EMRs, Intel, GE and telehealth for seniors

Intel has been studying technical and societal solutions for problems related to care for the aging for more than ten years. On August 2, 2010, Intel and GE announced the formation of a joint venture that will focus on telehealth and independent living to tackle the increasing global burden of chronic disease and age-related conditions. Said simply, using technology at places other than medical facilities to improve senior health.

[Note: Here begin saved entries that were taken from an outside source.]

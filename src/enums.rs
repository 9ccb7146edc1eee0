//! Closed enumerations used throughout the template model and the engine.
//!
//! These are "closed" enums: only the defined variants are valid. Open values
//! (response part names, header names) are represented as strings and checked
//! against the part registry during validation.

use serde::{Deserialize, Serialize};
use std::fmt;

/// Severity classification copied from template metadata into results.
#[derive(Clone, Copy, Debug, Default, PartialEq, Eq, PartialOrd, Ord, Hash, Serialize, Deserialize)]
#[serde(rename_all = "snake_case")]
pub enum SeverityLevel {
    #[default]
    Info,
    Low,
    Medium,
    High,
    Critical,
    Unknown,
}

impl SeverityLevel {
    pub fn as_str(&self) -> &'static str {
        match self {
            SeverityLevel::Info => "info",
            SeverityLevel::Low => "low",
            SeverityLevel::Medium => "medium",
            SeverityLevel::High => "high",
            SeverityLevel::Critical => "critical",
            SeverityLevel::Unknown => "unknown",
        }
    }
}

impl fmt::Display for SeverityLevel {
    fn fmt(&self, f: &mut fmt::Formatter<'_>) -> fmt::Result {
        f.write_str(self.as_str())
    }
}

/// Wire protocol family of a request block.
#[derive(Clone, Copy, Debug, PartialEq, Eq, Hash, Serialize, Deserialize)]
#[serde(rename_all = "snake_case")]
pub enum Protocol {
    Http,
    Dns,
    Network,
}

impl Protocol {
    pub fn as_str(&self) -> &'static str {
        match self {
            Protocol::Http => "http",
            Protocol::Dns => "dns",
            Protocol::Network => "network",
        }
    }
}

impl fmt::Display for Protocol {
    fn fmt(&self, f: &mut fmt::Formatter<'_>) -> fmt::Result {
        f.write_str(self.as_str())
    }
}

/// How a list of boolean results combines. `Or` is the default everywhere.
#[derive(Clone, Copy, Debug, Default, PartialEq, Eq, Serialize, Deserialize)]
#[serde(rename_all = "snake_case")]
pub enum Condition {
    And,
    #[default]
    Or,
}

impl Condition {
    /// Folds results in declaration order. An empty input is `false` for both
    /// combinators: nothing was checked, so nothing fired.
    pub fn combine<I: IntoIterator<Item = bool>>(&self, results: I) -> bool {
        let mut seen = false;
        for result in results {
            seen = true;
            match self {
                Condition::And if !result => return false,
                Condition::Or if result => return true,
                _ => {}
            }
        }
        seen && *self == Condition::And
    }
}

/// Matcher type.
#[derive(Clone, Copy, Debug, PartialEq, Eq, Serialize, Deserialize)]
#[serde(rename_all = "snake_case")]
pub enum MatcherKind {
    Word,
    Regex,
    Status,
    Binary,
    Size,
    Dsl,
}

/// Extractor type.
#[derive(Clone, Copy, Debug, PartialEq, Eq, Serialize, Deserialize)]
#[serde(rename_all = "snake_case")]
pub enum ExtractorKind {
    Regex,
    Kval,
    Json,
    Dsl,
}

/// When a request block runs its extractors.
#[derive(Clone, Copy, Debug, Default, PartialEq, Eq, Serialize, Deserialize)]
#[serde(rename_all = "kebab-case")]
pub enum ExtractScope {
    #[default]
    Always,
    AfterMatch,
}

/// DNS question type.
#[derive(Clone, Copy, Debug, Default, PartialEq, Eq, Serialize, Deserialize)]
#[serde(rename_all = "UPPERCASE")]
pub enum DnsRecordType {
    #[default]
    A,
    Aaaa,
    Cname,
    Ns,
    Txt,
    Mx,
    Ptr,
    Soa,
    Srv,
    Any,
}

/// Transport for raw network requests.
#[derive(Clone, Copy, Debug, Default, PartialEq, Eq, Serialize, Deserialize)]
#[serde(rename_all = "snake_case")]
pub enum Transport {
    #[default]
    Tcp,
    Udp,
}

/// Encoding of a raw network input.
#[derive(Clone, Copy, Debug, Default, PartialEq, Eq, Serialize, Deserialize)]
#[serde(rename_all = "snake_case")]
pub enum InputEncoding {
    #[default]
    Text,
    Hex,
}

/// Classification of a loaded template.
#[derive(Clone, Copy, Debug, PartialEq, Eq, Serialize, Deserialize)]
#[serde(rename_all = "snake_case")]
pub enum TemplateKind {
    Template,
    Workflow,
    AdvancedWorkflow,
}

/// Workflow step states.
#[derive(Clone, Copy, Debug, PartialEq, Eq, Serialize, Deserialize)]
#[serde(rename_all = "snake_case")]
pub enum StepState {
    Idle,
    Running,
    Matched,
    Unmatched,
    Fatal,
    Done,
}

/// Whether values captured by `internal` extractors appear in result records.
#[derive(Clone, Copy, Debug, Default, PartialEq, Eq, Serialize, Deserialize)]
#[serde(rename_all = "snake_case")]
pub enum InternalVariablePolicy {
    #[default]
    Hide,
    Report,
}

/// Final outcome of one (target, template) run.
#[derive(Clone, Copy, Debug, PartialEq, Eq, Serialize, Deserialize)]
#[serde(rename_all = "snake_case")]
pub enum RunOutcome {
    Matched,
    Unmatched,
    Failed,
    Cancelled,
}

Some of these technologies, particularly the diagnostics, will be heavily data oriented. As an example, monitoring and tracking the ways a person uses the telephone to detect changes that are predictors of Alzheimer’s and Parkinson’s 5 to 10 years before clinical symptoms appear. The analysis is based on subtle changes over a period of time. For an engaging explanation link to a TED MED presentation at http://goo.gl/vALK

More and more data over an extended period of time. Almost certainly, additional providers serving the same or related areas. The providers will deal with the data collection and analysis and then what happens? It needs to be linked to other medical data, both historic and current, analyzed, and made available to the person being monitored so they can be responsible for their own health to the fullest extent possible, to their doctors – seniors almost always have multiple doctors – and the person’s caregivers, and concerned family members. Different forms and presentations of results based on the same data for different uses and users. Complexity and capabilities way beyond the scope of the systems being installed today.

Intel and GE are preparing to do this now. It will be a few years before the impact becomes a major issue but now is the time to design our EMR systems and networks to deal with the increasing need as the population ages and as the technology to assist them advances.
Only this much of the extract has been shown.